Life

Jake O'Kane: Search as scientists may, they'll never find a vaccine for stupidity

While some broke social-distancing rules for the most trivial of reasons, thousands around the world broke them for the most honourable of reasons as they came together to protest against the killing of a black man, George Floyd

Jake O'Kane

Jake O'Kane

Jake is a comic, columnist and contrarian.

Hundreds of people queued from early morning outside Ikea's Belfast store when it reopened earlier this week
Hundreds of people queued from early morning outside Ikea's Belfast store when it reopened earlier this week Hundreds of people queued from early morning outside Ikea's Belfast store when it reopened earlier this week

Images of hundreds of people congregating outside the Belfast Ikea store for its reopening last Monday proves that social distancing and lockdown have become abstract concepts for many. Not that I blame Ikea – they did all they could to ensure people adhered to social distancing – but some people won’t be told, and so those so desperate for a flat-pack coffee table may discover that a flat-pack coffin will prove more useful.

Despite thousands of deaths, the tentative steps taken by the government to ease lockdown are viewed by a minority as an excuse to ignore it completely. After nearly three months of sacrifice, we are in danger of squandering all that has been gained by easing restrictions too soon and risking a second wave of the pandemic.

Along with the droves outside Ikea, the good weather brought crowds on to our beaches, with others standing in a narrow alleyway outside a city centre pub in what was laughingly called a ‘beer garden’. Such selfish actions prove that while someday a vaccine for Covid-19 may be found, there’s no such vaccine for stupidity.

Proof that no such vaccine exists at present is the tenure of Donald Trump as US president and Boris Johnson as British prime minister.

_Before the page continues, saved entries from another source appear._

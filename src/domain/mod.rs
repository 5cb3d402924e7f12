//! Core domain types and logic.

pub mod candle;
pub mod config_validation;
pub mod crossover;
pub mod direction;
pub mod engine;
pub mod engine_config;
pub mod error;
pub mod filter;
pub mod indicator;
pub mod instrument;
pub mod phase;
pub mod schedule;
pub mod sizing;
pub mod state;
pub mod window;
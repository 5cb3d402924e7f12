//! Domain error types.

/// Top-level error type for candlegate.
#[derive(Debug, thiserror::Error)]
pub enum CandlegateError {
    #[error("config parse error in {file}: {reason}")]
    ConfigParse { file: String, reason: String },

    #[error("missing config key [{section}] {key}")]
    ConfigMissing { section: String, key: String },

    #[error("invalid config value [{section}] {key}: {reason}")]
    ConfigInvalid {
        section: String,
        key: String,
        reason: String,
    },

    #[error("{symbol} is unconfigured: {reason}")]
    Unconfigured { symbol: String, reason: String },

    #[error("candle feed error for {symbol}: {reason}")]
    Feed { symbol: String, reason: String },

    #[error("insufficient data for {symbol}: have {bars} closed candles, need {minimum}")]
    InsufficientData {
        symbol: String,
        bars: usize,
        minimum: usize,
    },

    #[error("position already open for {symbol}")]
    DuplicatePosition { symbol: String },

    #[error("order rejected for {symbol}: {reason}")]
    OrderRejected { symbol: String, reason: String },

    #[error("position sizing failed for {symbol}: {reason}")]
    Sizing { symbol: String, reason: String },

    #[error("state persistence error: {reason}")]
    Persistence { reason: String },

    #[error(transparent)]
    Io(#[from] std::io::Error),
}

impl CandlegateError {
    /// Feed and data errors degrade to "no action this cycle".
    pub fn is_data_error(&self) -> bool {
        matches!(
            self,
            CandlegateError::Feed { .. } | CandlegateError::InsufficientData { .. }
        )
    }
}

impl From<&CandlegateError> for std::process::ExitCode {
    fn from(err: &CandlegateError) -> Self {
        let code: u8 = match err {
            CandlegateError::Io(_) => 1,
            CandlegateError::ConfigParse { .. }
            | CandlegateError::ConfigMissing { .. }
            | CandlegateError::ConfigInvalid { .. }
            | CandlegateError::Unconfigured { .. } => 2,
            CandlegateError::Persistence { .. } => 3,
            CandlegateError::DuplicatePosition { .. }
            | CandlegateError::OrderRejected { .. }
            | CandlegateError::Sizing { .. } => 4,
            CandlegateError::Feed { .. } | CandlegateError::InsufficientData { .. } => 5,
        };
        std::process::ExitCode::from(code)
    }
}
pub mod candle_port;
pub mod config_port;
pub mod event_port;
pub mod order_port;
pub mod state_port;
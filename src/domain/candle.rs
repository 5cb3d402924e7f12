//! Closed price candle representation.

use chrono::{Duration, NaiveDateTime};
use serde::{Deserialize, Serialize};

/// A single OHLC candle. `time` is the candle's open time in broker-local time.
#[derive(Debug, Clone, Copy, PartialEq, Serialize, Deserialize)]
pub struct Candle {
    pub time: NaiveDateTime,
    pub open: f64,
    pub high: f64,
    pub low: f64,
    pub close: f64,
}

impl Candle {
    pub fn is_bullish(&self) -> bool {
        self.close > self.open
    }

    pub fn is_bearish(&self) -> bool {
        self.close < self.open
    }

    /// max(high - low, |high - prev_close|, |low - prev_close|)
    pub fn true_range(&self, prev_close: f64) -> f64 {
        let hl = self.high - self.low;
        let hc = (self.high - prev_close).abs();
        let lc = (self.low - prev_close).abs();
        hl.max(hc).max(lc)
    }

    /// The instant this candle closes, given the timeframe.
    pub fn close_time(&self, timeframe: Duration) -> NaiveDateTime {
        self.time + timeframe
    }
}

/// Drop trailing candles that have not closed yet as of `now_local`.
///
/// Feeds that include the forming bar (as most broker APIs do) are trimmed here so
/// the core never evaluates a still-moving candle.
pub fn closed_only(candles: &[Candle], now_local: NaiveDateTime, timeframe: Duration) -> &[Candle] {
    let mut end = candles.len();
    while end > 0 && candles[end - 1].close_time(timeframe) > now_local {
        end -= 1;
    }
    &candles[..end]
}

/// Candles strictly after `marker`, in timestamp order. `None` yields only the latest candle.
pub fn unprocessed_since(candles: &[Candle], marker: Option<NaiveDateTime>) -> &[Candle] {
    match marker {
        None => {
            let start = candles.len().saturating_sub(1);
            &candles[start..]
        }
        Some(marker) => {
            let start = candles.partition_point(|c| c.time <= marker);
            &candles[start..]
        }
    }
}
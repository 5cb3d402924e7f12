//! Configuration access port traits.

use crate::domain::error::CandlegateError;
use crate::domain::instrument::InstrumentConfig;

/// Key/value access to one INI document.
pub trait ConfigPort {
    fn get_string(&self, section: &str, key: &str) -> Option<String>;
    fn get_int(&self, section: &str, key: &str, default: i64) -> i64;
    fn get_double(&self, section: &str, key: &str, default: f64) -> f64;
    fn get_bool(&self, section: &str, key: &str, default: bool) -> bool;
}

/// Source of per-instrument strategy parameters.
///
/// Implementations report any parse or validation problem as
/// `CandlegateError::Unconfigured` so the caller can skip that instrument.
pub trait ConfigStore {
    fn load(&self, symbol: &str) -> Result<InstrumentConfig, CandlegateError>;
}
#![allow(dead_code)]

use candlegate::adapters::file_config_adapter::FileConfigAdapter;
use candlegate::domain::candle::Candle;
use candlegate::domain::crossover::CrossoverDetector;
use candlegate::domain::error::CandlegateError;
use candlegate::domain::instrument::InstrumentConfig;
use candlegate::domain::sizing::{OrderRequest, SymbolSpec};
use candlegate::domain::state::StateSnapshot;
use candlegate::ports::candle_port::CandleFeed;
use candlegate::ports::config_port::ConfigStore;
use candlegate::ports::event_port::{EngineEvent, EventSink};
use candlegate::ports::order_port::{OrderGateway, OrderId};
use candlegate::ports::state_port::StateStore;
use chrono::{DateTime, Duration, FixedOffset, NaiveDate, NaiveDateTime, TimeZone, Utc};
use std::cell::RefCell;
use std::collections::{HashMap, HashSet};
use std::rc::Rc;

// --- candle builders ---

pub fn t(h: u32, m: u32) -> NaiveDateTime {
    NaiveDate::from_ymd_opt(2024, 9, 2)
        .unwrap()
        .and_hms_opt(h, m, 0)
        .unwrap()
}

pub fn utc(h: u32, m: u32, s: u32) -> DateTime<Utc> {
    Utc.with_ymd_and_hms(2024, 9, 2, h, m, s).unwrap()
}

pub fn utc_offset() -> FixedOffset {
    FixedOffset::east_opt(0).unwrap()
}

/// Candle whose wicks extend one pip past the body.
pub fn candle(time: NaiveDateTime, open: f64, close: f64) -> Candle {
    Candle {
        time,
        open,
        high: open.max(close) + 0.0001,
        low: open.min(close) - 0.0001,
        close,
    }
}

fn round5(v: f64) -> f64 {
    (v * 100_000.0).round() / 100_000.0
}

/// Five-minute candles from 08:00, each body moving by `step` from the previous close.
pub fn series_from(start: NaiveDateTime, first_open: f64, steps: &[f64]) -> Vec<Candle> {
    let mut open = first_open;
    steps
        .iter()
        .enumerate()
        .map(|(i, step)| {
            let close = round5(open + step);
            let c = candle(start + Duration::minutes(5 * i as i64), open, close);
            open = close;
            c
        })
        .collect()
}

/// 14 falling candles, a bullish crossover candle (index 14), two bearish pullbacks
/// (15, 16), one inside candle (17) and a bullish breakout through the window top (18).
///
/// With `test_instrument` periods the pullbacks never cross back below the lines.
pub fn breakout_series() -> Vec<Candle> {
    let mut steps = vec![-0.0002; 14];
    steps.push(0.0030);
    steps.push(-0.0002);
    steps.push(-0.0002);
    steps.push(0.0001);
    steps.push(0.0008);
    series_from(t(8, 0), 1.1000, &steps)
}

pub const TRIGGER: usize = 14;
pub const SECOND_PULLBACK: usize = 16;
pub const BREAKOUT: usize = 18;

// --- configuration ---

/// Short EMA periods (fast 5, medium 8, slow 10, filter 12, ATR 5) so 12 candles suffice.
pub fn test_instrument(extra: &str) -> InstrumentConfig {
    let ini = format!(
        "[instrument]\ndigits = 5\n\n[ema]\nfast = 5\nmedium = 8\nslow = 10\nfilter = 12\n\n[atr]\nperiod = 5\n\n{extra}"
    );
    let adapter = FileConfigAdapter::from_string(&ini).unwrap();
    InstrumentConfig::from_config("EURUSD", &adapter, 1.0).unwrap()
}

pub fn eurusd_spec() -> SymbolSpec {
    SymbolSpec {
        point: 0.00001,
        tick_size: 0.00001,
        tick_value: 1.0,
        volume_min: 0.01,
        volume_max: 100.0,
        volume_step: 0.01,
        digits: 5,
    }
}

/// Detector whose process started at 07:00 UTC, before every test candle.
pub fn detector() -> CrossoverDetector {
    CrossoverDetector::new(utc(7, 0, 0), utc_offset())
}

pub struct StaticConfigStore {
    pub configs: HashMap<String, InstrumentConfig>,
}

impl StaticConfigStore {
    pub fn new() -> Self {
        Self {
            configs: HashMap::new(),
        }
    }

    pub fn with(mut self, symbol: &str, mut config: InstrumentConfig) -> Self {
        config.symbol = symbol.to_string();
        self.configs.insert(symbol.to_string(), config);
        self
    }
}

impl ConfigStore for StaticConfigStore {
    fn load(&self, symbol: &str) -> Result<InstrumentConfig, CandlegateError> {
        self.configs
            .get(symbol)
            .cloned()
            .ok_or_else(|| CandlegateError::Unconfigured {
                symbol: symbol.to_string(),
                reason: "no strategy file".to_string(),
            })
    }
}

// --- mock candle feed ---

#[derive(Default)]
struct FeedState {
    series: HashMap<String, Vec<Candle>>,
    failures: HashMap<String, u32>,
    reconnects: u32,
}

/// Shared-handle feed: clone it, hand one clone to the engine, drive it with the other.
#[derive(Clone, Default)]
pub struct MockCandleFeed {
    inner: Rc<RefCell<FeedState>>,
}

impl MockCandleFeed {
    pub fn new() -> Self {
        Self::default()
    }

    pub fn push(&self, symbol: &str, candle: Candle) {
        self.inner
            .borrow_mut()
            .series
            .entry(symbol.to_string())
            .or_default()
            .push(candle);
    }

    pub fn extend(&self, symbol: &str, candles: &[Candle]) {
        for c in candles {
            self.push(symbol, *c);
        }
    }

    /// The next `times` fetches for `symbol` fail.
    pub fn fail(&self, symbol: &str, times: u32) {
        self.inner
            .borrow_mut()
            .failures
            .insert(symbol.to_string(), times);
    }

    pub fn reconnects(&self) -> u32 {
        self.inner.borrow().reconnects
    }
}

impl CandleFeed for MockCandleFeed {
    fn closed_candles(&self, symbol: &str, count: usize) -> Result<Vec<Candle>, CandlegateError> {
        let mut state = self.inner.borrow_mut();
        if let Some(remaining) = state.failures.get_mut(symbol) {
            if *remaining > 0 {
                *remaining -= 1;
                return Err(CandlegateError::Feed {
                    symbol: symbol.to_string(),
                    reason: "connection reset".to_string(),
                });
            }
        }
        let series = state.series.get(symbol).cloned().unwrap_or_default();
        let start = series.len().saturating_sub(count);
        Ok(series[start..].to_vec())
    }

    fn reconnect(&self) -> Result<(), CandlegateError> {
        self.inner.borrow_mut().reconnects += 1;
        Ok(())
    }
}

// --- mock order gateway ---

struct GatewayState {
    balance: f64,
    specs: HashMap<String, SymbolSpec>,
    open: HashSet<String>,
    submitted: Vec<OrderRequest>,
    reject: Option<String>,
    position_check_fails: bool,
}

#[derive(Clone)]
pub struct MockOrderGateway {
    inner: Rc<RefCell<GatewayState>>,
}

impl MockOrderGateway {
    pub fn new(balance: f64) -> Self {
        let mut specs = HashMap::new();
        specs.insert("EURUSD".to_string(), eurusd_spec());
        specs.insert("GBPUSD".to_string(), eurusd_spec());
        Self {
            inner: Rc::new(RefCell::new(GatewayState {
                balance,
                specs,
                open: HashSet::new(),
                submitted: Vec::new(),
                reject: None,
                position_check_fails: false,
            })),
        }
    }

    pub fn reject_with(&self, reason: &str) {
        self.inner.borrow_mut().reject = Some(reason.to_string());
    }

    pub fn fail_position_checks(&self) {
        self.inner.borrow_mut().position_check_fails = true;
    }

    pub fn open(&self, symbol: &str) {
        self.inner.borrow_mut().open.insert(symbol.to_string());
    }

    pub fn close(&self, symbol: &str) {
        self.inner.borrow_mut().open.remove(symbol);
    }

    pub fn submitted(&self) -> Vec<OrderRequest> {
        self.inner.borrow().submitted.clone()
    }
}

impl OrderGateway for MockOrderGateway {
    fn submit(&self, order: &OrderRequest) -> Result<OrderId, CandlegateError> {
        let mut state = self.inner.borrow_mut();
        if let Some(reason) = &state.reject {
            return Err(CandlegateError::OrderRejected {
                symbol: order.symbol.clone(),
                reason: reason.clone(),
            });
        }
        state.submitted.push(order.clone());
        state.open.insert(order.symbol.clone());
        Ok(state.submitted.len() as OrderId)
    }

    fn has_open_position(&self, symbol: &str) -> Result<bool, CandlegateError> {
        let state = self.inner.borrow();
        if state.position_check_fails {
            return Err(CandlegateError::OrderRejected {
                symbol: symbol.to_string(),
                reason: "terminal disconnected".to_string(),
            });
        }
        Ok(state.open.contains(symbol))
    }

    fn account_balance(&self) -> Result<f64, CandlegateError> {
        Ok(self.inner.borrow().balance)
    }

    fn symbol_spec(&self, symbol: &str) -> Result<SymbolSpec, CandlegateError> {
        self.inner
            .borrow()
            .specs
            .get(symbol)
            .copied()
            .ok_or_else(|| CandlegateError::OrderRejected {
                symbol: symbol.to_string(),
                reason: "unknown symbol".to_string(),
            })
    }
}

// --- recording sink ---

#[derive(Clone, Default)]
pub struct RecordingSink {
    events: Rc<RefCell<Vec<EngineEvent>>>,
}

impl RecordingSink {
    pub fn new() -> Self {
        Self::default()
    }

    pub fn events(&self) -> Vec<EngineEvent> {
        self.events.borrow().clone()
    }

    /// `(from, to)` of every phase transition, in order.
    pub fn transitions(&self) -> Vec<(String, String)> {
        self.events
            .borrow()
            .iter()
            .filter_map(|e| match e {
                EngineEvent::PhaseTransition { from, to, .. } => Some((from.clone(), to.clone())),
                _ => None,
            })
            .collect()
    }

    pub fn count(&self, pred: impl Fn(&EngineEvent) -> bool) -> usize {
        self.events.borrow().iter().filter(|e| pred(e)).count()
    }

    pub fn clear(&self) {
        self.events.borrow_mut().clear();
    }
}

impl EventSink for RecordingSink {
    fn emit(&self, event: &EngineEvent) {
        self.events.borrow_mut().push(event.clone());
    }
}

// --- in-memory state store ---

#[derive(Clone, Default)]
pub struct MemoryStateStore {
    records: Rc<RefCell<Vec<StateSnapshot>>>,
    saves: Rc<RefCell<u32>>,
    fail_saves: Rc<RefCell<bool>>,
}

impl MemoryStateStore {
    pub fn new() -> Self {
        Self::default()
    }

    pub fn with_records(records: Vec<StateSnapshot>) -> Self {
        let store = Self::default();
        *store.records.borrow_mut() = records;
        store
    }

    pub fn records(&self) -> Vec<StateSnapshot> {
        self.records.borrow().clone()
    }

    pub fn saves(&self) -> u32 {
        *self.saves.borrow()
    }

    pub fn fail_saves(&self) {
        *self.fail_saves.borrow_mut() = true;
    }
}

impl StateStore for MemoryStateStore {
    fn save(&self, snapshots: &[StateSnapshot]) -> Result<(), CandlegateError> {
        if *self.fail_saves.borrow() {
            return Err(CandlegateError::Persistence {
                reason: "disk full".to_string(),
            });
        }
        *self.saves.borrow_mut() += 1;
        *self.records.borrow_mut() = snapshots.to_vec();
        Ok(())
    }

    fn load(&self) -> Result<Vec<StateSnapshot>, CandlegateError> {
        Ok(self.records.borrow().clone())
    }
}
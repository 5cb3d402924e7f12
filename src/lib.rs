//! candlegate: closed-candle EMA crossover signal engine.
//!
//! Each instrument walks SCANNING → ARMED → WINDOW_OPEN → IN_TRADE on closed candles only.
//! Hexagonal architecture: domain logic in [`domain`], port traits in [`ports`],
//! concrete implementations in [`adapters`], command line in [`cli`].

pub mod domain;
pub mod ports;
pub mod adapters;
pub mod cli;
//! Exponential Moving Average, non-adjusted recursive form.
//!
//! k = 2/(n+1), EMA[0] = C[0], then EMA[i] = C[i]*k + EMA[i-1]*(1-k).
//! Every bar is valid; there is no SMA warmup seed.

/// EMA series over `values`. Empty when `period == 0` or `values` is empty.
pub fn calculate_ema(values: &[f64], period: usize) -> Vec<f64> {
    if period == 0 || values.is_empty() {
        return Vec::new();
    }

    let k = 2.0 / (period as f64 + 1.0);
    let mut out = Vec::with_capacity(values.len());
    let mut ema = values[0];
    out.push(ema);

    for &value in &values[1..] {
        ema = value * k + ema * (1.0 - k);
        out.push(ema);
    }

    out
}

This prime minister may go down in history as ‘two months late Boris’, with his ‘test, track and trace’ policy at least two months behind most other countries. As for his idea of a two-week quarantine for those travelling into the UK, this isn’t so much closing the gate after the horse has bolted as closing the gate after the horse has died of old age.

While some broke social-distancing rules for the most trivial of reasons, thousands around the world broke them for the most honourable of reasons as they came together to protest against the killing of a black man, George Floyd.

In the US, the mishandling of the pandemic by President Trump has almost been forgotten after civil unrest erupted across the US following the death of Floyd while being knelt on by Derek Chauvin, a Minneapolis cop. Distressing video of the event showed Chauvin press his knee into Mr Floyd’s neck for eight minutes 46 seconds, while the prone, handcuffed and defenceless man pleaded, "I can’t breathe", 16 times before going unconscious.

Jake O'Kane – this British prime minister may go down in history as ‘two months late Boris’. Picture by Mal McCann
Jake O'Kane – this British prime minister may go down in history as ‘two months late Boris’. Picture by Mal McCann Jake O'Kane – this British prime minister may go down in history as ‘two months late Boris’. Picture by Mal McCann

From their transportation – chained and packed like sardines in slave ships – through hundreds of years of being lynched, right up to today, the words ‘I can’t breathe’ continue to be the last of too many black men in America. It was the last thing Eric Garner cried out when he died, pinned to the ground, by New York City police in 2014.

The difference today is cameras on mobile phones mean such killings can’t be hidden but are there for all to see. America is challenged as never before to witness the inherent racism which has existed since the days of slavery through the civil rights marches of the 1960s, the police beating of Rodney King in the 1990s to the all-too-regular police killings of today.

In 2016, when NFL footballer Colin Kaepernick protested against racism in the US by ‘taking a knee’ while the National Anthem was being played, he couldn’t have foreseen that a police officer ‘taking a knee’ on the neck of a black man four years later would set his nation alight.

Never shy of self-praise, Trump boasted he'd "been the best president for black America since Abraham Lincoln" – this despite having ordered the police, days earlier, to beat black protestors from the front of the White House and block the steps of the Lincoln Memorial, the same steps on which, in August 1963, Martin Luther King made his historic ‘I have a dream’ speech. Tragically, for the US, King’s dream remains just that, a dream.

The Lincoln Memorial celebrates possibly the USA’s greatest president, Abraham Lincoln, who, like Trump, was a Republican; but there the resemblance ends.

While Lincoln deployed the US military to fight in the American Civil War which ended slavery, Trump deployed it against protestors demanding the justice, equality and freedom promised after that war’s end.

While denouncing state governors as weak and demanding they "dominate" the protests, Trump himself cowered in a bunker in the bowels of the White House. The irony for the Trump presidency is the wall he’ll be remembered for isn’t the one he promised but failed to complete to keep Mexicans out, but the one he was hastily forced to build around the White House to keep his own people out.